Along with the day's declines of about 2.4%, the
domestically focused small-cap Russell 2000 index fell
about 10% from its intraday high hit in late November, to what
is known as correction territory.
At 11:50 a.m. ET, the Dow Jones Industrial Average
fell 634.08 points, or 1.49%, to 42,001.12, the S&P 500
lost 93.25 points, or 1.58%, to 5,825.00 and the Nasdaq
Composite lost 367.64 points, or 1.89%, to 19,111.24.
A Labor Department report showed job growth unexpectedly
accelerated in December while the unemployment rate fell to 4.1%
as the labor market ended the year on a solid footing.

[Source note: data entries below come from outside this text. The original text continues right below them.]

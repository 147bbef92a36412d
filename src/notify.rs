//! Transient toast notifications.
//!
//! Each call creates an independent toast: it enters after a short delay,
//! holds, slides out and is removed. Toasts are neither queued nor
//! de-duplicated.

use log::debug;
use std::{cell::RefCell, rc::Rc};

use crate::{
    config::ToastTimings,
    schedule::{Scheduler, Task},
};

#[derive(Clone, Copy, Debug, Default, PartialEq, Eq)]
pub enum NotificationKind {
    Success,
    Error,
    #[default]
    Info,
}

impl NotificationKind {
    pub fn as_str(self) -> &'static str {
        match self {
            Self::Success => "success",
            Self::Error => "error",
            Self::Info => "info",
        }
    }

    /// Unknown variants fall back to info.
    pub fn from_str(value: &str) -> Self {
        match value {
            "success" => Self::Success,
            "error" => Self::Error,
            _ => Self::Info,
        }
    }

    pub fn background(self) -> &'static str {
        match self {
            Self::Success => "#27ae60",
            Self::Error => "#e74c3c",
            Self::Info => "#3498db",
        }
    }
}

#[derive(Clone, Copy, Debug, PartialEq, Eq)]
pub enum ToastPhase {
    /// Appended off-screen, not yet slid in.
    Entering,
    Shown,
    Leaving,
}

#[derive(Clone, Debug, PartialEq, Eq)]
pub struct Toast {
    pub id: u64,
    pub message: String,
    pub kind: NotificationKind,
    pub phase: ToastPhase,
}

impl Toast {
    pub fn class_name(&self) -> String {
        format!("notification notification-{}", self.kind.as_str())
    }

    pub fn is_on_screen(&self) -> bool {
        self.phase == ToastPhase::Shown
    }
}

pub trait NotificationView {
    fn render(&self, toasts: &[Toast]);
}

#[derive(Default)]
struct ToastStack {
    next_id: u64,
    toasts: Vec<Toast>,
}

impl ToastStack {
    fn set_phase(&mut self, id: u64, phase: ToastPhase) -> bool {
        match self.toasts.iter_mut().find(|toast| toast.id == id) {
            Some(toast) => {
                toast.phase = phase;
                true
            }
            None => false,
        }
    }

    fn remove(&mut self, id: u64) -> bool {
        let before = self.toasts.len();
        self.toasts.retain(|toast| toast.id != id);
        self.toasts.len() != before
    }
}

pub struct Notifier {
    scheduler: Rc<dyn Scheduler>,
    view: Rc<dyn NotificationView>,
    timings: ToastTimings,
    stack: Rc<RefCell<ToastStack>>,
}

impl Notifier {
    pub fn new(
        scheduler: Rc<dyn Scheduler>,
        view: Rc<dyn NotificationView>,
        timings: ToastTimings,
    ) -> Self {
        Self {
            scheduler,
            view,
            timings,
            stack: Rc::new(RefCell::new(ToastStack::default())),
        }
    }

    pub fn toasts(&self) -> Vec<Toast> {
        self.stack.borrow().toasts.clone()
    }

    pub fn show(&self, message: impl Into<String>, kind: NotificationKind) -> u64 {
        let id = {
            let mut stack = self.stack.borrow_mut();
            let id = stack.next_id;
            stack.next_id += 1;
            stack.toasts.push(Toast {
                id,
                message: message.into(),
                kind,
                phase: ToastPhase::Entering,
            });
            id
        };
        debug!("showing {} notification {id}", kind.as_str());
        self.render();

        let ToastTimings {
            enter_delay_ms,
            hold_ms,
            exit_ms,
        } = self.timings;

        self.detach(
            enter_delay_ms,
            self.step(move |stack| stack.set_phase(id, ToastPhase::Shown)),
        );

        let leave = self.step(move |stack| stack.set_phase(id, ToastPhase::Leaving));
        let remove = self.step(move |stack| stack.remove(id));
        let scheduler = Rc::clone(&self.scheduler);
        self.detach(
            hold_ms,
            Box::new(move || {
                leave();
                scheduler.schedule(exit_ms, remove).forget();
            }),
        );

        id
    }

    fn detach(&self, delay_ms: u32, task: Task) {
        self.scheduler.schedule(delay_ms, task).forget();
    }

    /// A task that mutates the stack and re-renders when anything changed.
    /// Steps for a toast that is already gone do nothing.
    fn step(&self, apply: impl Fn(&mut ToastStack) -> bool + 'static) -> Task {
        let stack = Rc::clone(&self.stack);
        let view = Rc::clone(&self.view);
        Box::new(move || {
            let mut stack = stack.borrow_mut();
            if apply(&mut *stack) {
                view.render(&stack.toasts);
            }
        })
    }

    fn render(&self) {
        self.view.render(&self.stack.borrow().toasts);
    }
}

#[cfg(test)]
mod tests {
    use super::*;
    use crate::schedule::ManualScheduler;

    #[derive(Default)]
    struct RecordingView {
        frames: RefCell<Vec<Vec<Toast>>>,
    }

    impl NotificationView for RecordingView {
        fn render(&self, toasts: &[Toast]) {
            self.frames.borrow_mut().push(toasts.to_vec());
        }
    }

    fn notifier() -> (Rc<ManualScheduler>, Rc<RecordingView>, Notifier) {
        let scheduler = Rc::new(ManualScheduler::new());
        let view = Rc::new(RecordingView::default());
        let notifier = Notifier::new(
            scheduler.clone(),
            view.clone(),
            ToastTimings {
                enter_delay_ms: 100,
                hold_ms: 3_000,
                exit_ms: 300,
            },
        );
        (scheduler, view, notifier)
    }

    #[test]
    fn toast_lifecycle_follows_timings() {
        let (scheduler, _, notifier) = notifier();
        notifier.show("Saved", NotificationKind::Success);

        assert_eq!(notifier.toasts()[0].phase, ToastPhase::Entering);

        scheduler.advance(100);
        assert!(notifier.toasts()[0].is_on_screen());

        scheduler.advance(2_899);
        assert!(notifier.toasts()[0].is_on_screen());

        scheduler.advance(1);
        assert_eq!(notifier.toasts()[0].phase, ToastPhase::Leaving);

        scheduler.advance(299);
        assert_eq!(notifier.toasts().len(), 1);

        scheduler.advance(1);
        assert!(notifier.toasts().is_empty());
    }

    #[test]
    fn toasts_stack_independently() {
        let (scheduler, view, notifier) = notifier();
        let first = notifier.show("one", NotificationKind::Info);
        scheduler.advance(1_000);
        let second = notifier.show("one", NotificationKind::Info);

        assert_ne!(first, second);
        assert_eq!(notifier.toasts().len(), 2);

        scheduler.advance(2_300);
        let remaining: Vec<u64> = notifier.toasts().iter().map(|toast| toast.id).collect();
        assert_eq!(remaining, vec![second]);

        scheduler.advance(1_000);
        assert!(notifier.toasts().is_empty());
        assert!(view.frames.borrow().last().is_some_and(Vec::is_empty));
    }

    #[test]
    fn kind_presentation() {
        assert_eq!(NotificationKind::from_str("error"), NotificationKind::Error);
        assert_eq!(NotificationKind::from_str("warning"), NotificationKind::Info);
        assert_eq!(NotificationKind::default().background(), "#3498db");
        assert_eq!(NotificationKind::Success.background(), "#27ae60");

        let toast = Toast {
            id: 0,
            message: "x".to_string(),
            kind: NotificationKind::Error,
            phase: ToastPhase::Entering,
        };
        assert_eq!(toast.class_name(), "notification notification-error");
    }
}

"The market was planning for lower interest rates which
now seem to be off into the future, if at all this year," said
Robert Pavlik, senior portfolio manager, Dakota Wealth.
"Now, with at least a stronger appearing economy keeping
the Fed on hold for longer it just makes it a much more
difficult environment for stocks, at least short term."

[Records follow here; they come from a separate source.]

//! Customer Repository

use sqlx::SqlitePool;

use super::{RepoError, RepoResult};
use crate::db::models::{Customer, CustomerCreate};
use crate::utils::time::now_millis;

pub async fn find_by_id(pool: &SqlitePool, id: i64) -> RepoResult<Option<Customer>> {
    let row = sqlx::query_as::<_, Customer>(
        "SELECT id, email, name, created_at FROM customer WHERE id = ?",
    )
    .bind(id)
    .fetch_optional(pool)
    .await?;
    Ok(row)
}

pub async fn find_by_email(pool: &SqlitePool, email: &str) -> RepoResult<Option<Customer>> {
    let row = sqlx::query_as::<_, Customer>(
        "SELECT id, email, name, created_at FROM customer WHERE email = ?",
    )
    .bind(email)
    .fetch_optional(pool)
    .await?;
    Ok(row)
}

pub async fn find_all(pool: &SqlitePool) -> RepoResult<Vec<Customer>> {
    let rows = sqlx::query_as::<_, Customer>(
        "SELECT id, email, name, created_at FROM customer ORDER BY created_at DESC, id DESC",
    )
    .fetch_all(pool)
    .await?;
    Ok(rows)
}

pub async fn create(pool: &SqlitePool, data: CustomerCreate) -> RepoResult<Customer> {
    data.validate()
        .map_err(|e| RepoError::Validation(e.to_string()))?;

    // Check duplicate email
    if find_by_email(pool, &data.email).await?.is_some() {
        return Err(RepoError::Duplicate(format!(
            "Customer with email '{}' already exists",
            data.email
        )));
    }

    let now = now_millis();
    let result = sqlx::query("INSERT INTO customer (email, name, created_at) VALUES (?1, ?2, ?3)")
        .bind(&data.email)
        .bind(&data.name)
        .bind(now)
        .execute(pool)
        .await?;

    find_by_id(pool, result.last_insert_rowid())
        .await?
        .ok_or_else(|| RepoError::Database("Failed to create customer".to_string()))
}

#[cfg(test)]
mod tests {
    use super::*;
    use crate::db::test_support::test_pool;

    fn alice() -> CustomerCreate {
        CustomerCreate {
            email: "alice@example.com".to_string(),
            name: "Alice".to_string(),
        }
    }

    #[tokio::test]
    async fn test_create_and_find() {
        let pool = test_pool().await;
        let created = create(&pool, alice()).await.unwrap();
        assert_eq!(created.email, "alice@example.com");

        let by_id = find_by_id(&pool, created.id).await.unwrap().unwrap();
        assert_eq!(by_id.name, "Alice");

        let by_email = find_by_email(&pool, "alice@example.com")
            .await
            .unwrap()
            .unwrap();
        assert_eq!(by_email.id, created.id);
    }

    #[tokio::test]
    async fn test_duplicate_email_rejected() {
        let pool = test_pool().await;
        create(&pool, alice()).await.unwrap();
        let err = create(&pool, alice()).await.unwrap_err();
        assert!(matches!(err, RepoError::Duplicate(_)));
    }

    #[tokio::test]
    async fn test_invalid_payload_rejected() {
        let pool = test_pool().await;
        let err = create(
            &pool,
            CustomerCreate {
                email: "nope".to_string(),
                name: "Bob".to_string(),
            },
        )
        .await
        .unwrap_err();
        assert!(matches!(err, RepoError::Validation(_)));
    }

    #[tokio::test]
    async fn test_missing_customer_is_none() {
        let pool = test_pool().await;
        assert!(find_by_id(&pool, 999).await.unwrap().is_none());
    }
}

Traders now see the central bank lowering borrowing
costs for the first time in June and then staying steady for the
rest of the year, according to the CME Group's FedWatch Tool.
Brokerages also revised their Fed rate cut forecasts,
with BofA Global Research forecasting a
potential rate hike
.
However, Chicago Fed president Austan Goolsbee
said
there is no evidence the economy is overheating again,
adding he still expects it will be appropriate to lower interest
rates further.
Pressuring stocks, the yield on the 30-year Treasury
note touched 5% - its highest since November 2023,
while Wall Street's fear gauge hit a more than two-week
high.
Ten of the 11 S&P 500 sectors declined, led by
technology stocks' 2.7% drop, while rate-sensitive
financials and real-estate also lost over 2%
each.
Adding to the dour mood, a University of Michigan survey
showed consumer sentiment dropped to 73.2 in January from the
previous month.
Wall Street's main indexes are poised to close their second
consecutive week in the red, with the benchmark S&P 500
down 4.5% from its record high hit a month ago.

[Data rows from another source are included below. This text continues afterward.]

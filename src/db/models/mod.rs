//! Database Models

pub mod campaign;
pub mod customer;
pub mod usage;

pub use campaign::{
    Campaign, CampaignCreate, CampaignPatch, CampaignStatus, DiscountType, TargetChange,
};
pub use customer::{Customer, CustomerCreate};
pub use usage::{DiscountUsage, DiscountUsageDetail};
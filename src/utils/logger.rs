//! Logging Infrastructure
//!
//! Structured logging setup with support for both development and production
//! environments. The subscriber is installed once by the embedding process;
//! components emit events through `tracing` macros and never own logger state.

use std::path::Path;

use tracing_subscriber::EnvFilter;

/// Initialize the logger with defaults (`RUST_LOG` respected, info fallback)
pub fn init_logger() {
    init_logger_with_file(None, None);
}

/// Initialize the logger with optional level override and file output
pub fn init_logger_with_file(log_level: Option<&str>, log_dir: Option<&str>) {
    let filter = EnvFilter::try_from_default_env()
        .unwrap_or_else(|_| EnvFilter::new(log_level.unwrap_or("info")));

    let subscriber = tracing_subscriber::fmt()
        .with_env_filter(filter)
        .with_file(false)
        .with_line_number(false)
        .with_thread_ids(false)
        .with_target(false);

    // Add file output if log_dir is provided and exists
    if let Some(dir) = log_dir {
        let log_path = Path::new(dir);
        if log_path.exists() {
            if let Some(dir_str) = log_path.to_str() {
                let file_appender = tracing_appender::rolling::daily(dir_str, "promo-engine");
                subscriber.with_writer(file_appender).init();
                return;
            }
        }
    }

    subscriber.init();
}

Fresh inflation worries have taken the spotlight, compelling
the Fed to issue a cautious forecast on monetary easing last
month, as it anticipates policy changes on trade and immigration
under President-elect Donald Trump, who is expected to take
office in 10 days time.
Chip stocks such as Nvidia ( NVDA ) dropped 3.6%, weighed
down by a report that the U.S. could announce new export
regulations as early as Friday.
Constellation Energy ( CEG ) soared 22% after agreeing to
buy privately held natural gas and geothermal company Calpine
Corp for $16.4 billion, while Constellation Brands ( STZ ) slid
14.8% after cutting its annual sales and profit forecasts.
Walgreens Boots Alliance ( WBA ) jumped 23% after reporting
an upbeat quarterly profit.
Declining issues outnumbered advancers by a 4.41-to-1
ratio on the NYSE and by a 3.74-to-1 ratio on the Nasdaq.
The S&P 500 posted five new 52-week highs and 30 new
lows, while the Nasdaq Composite recorded 31 new highs and 167
new lows.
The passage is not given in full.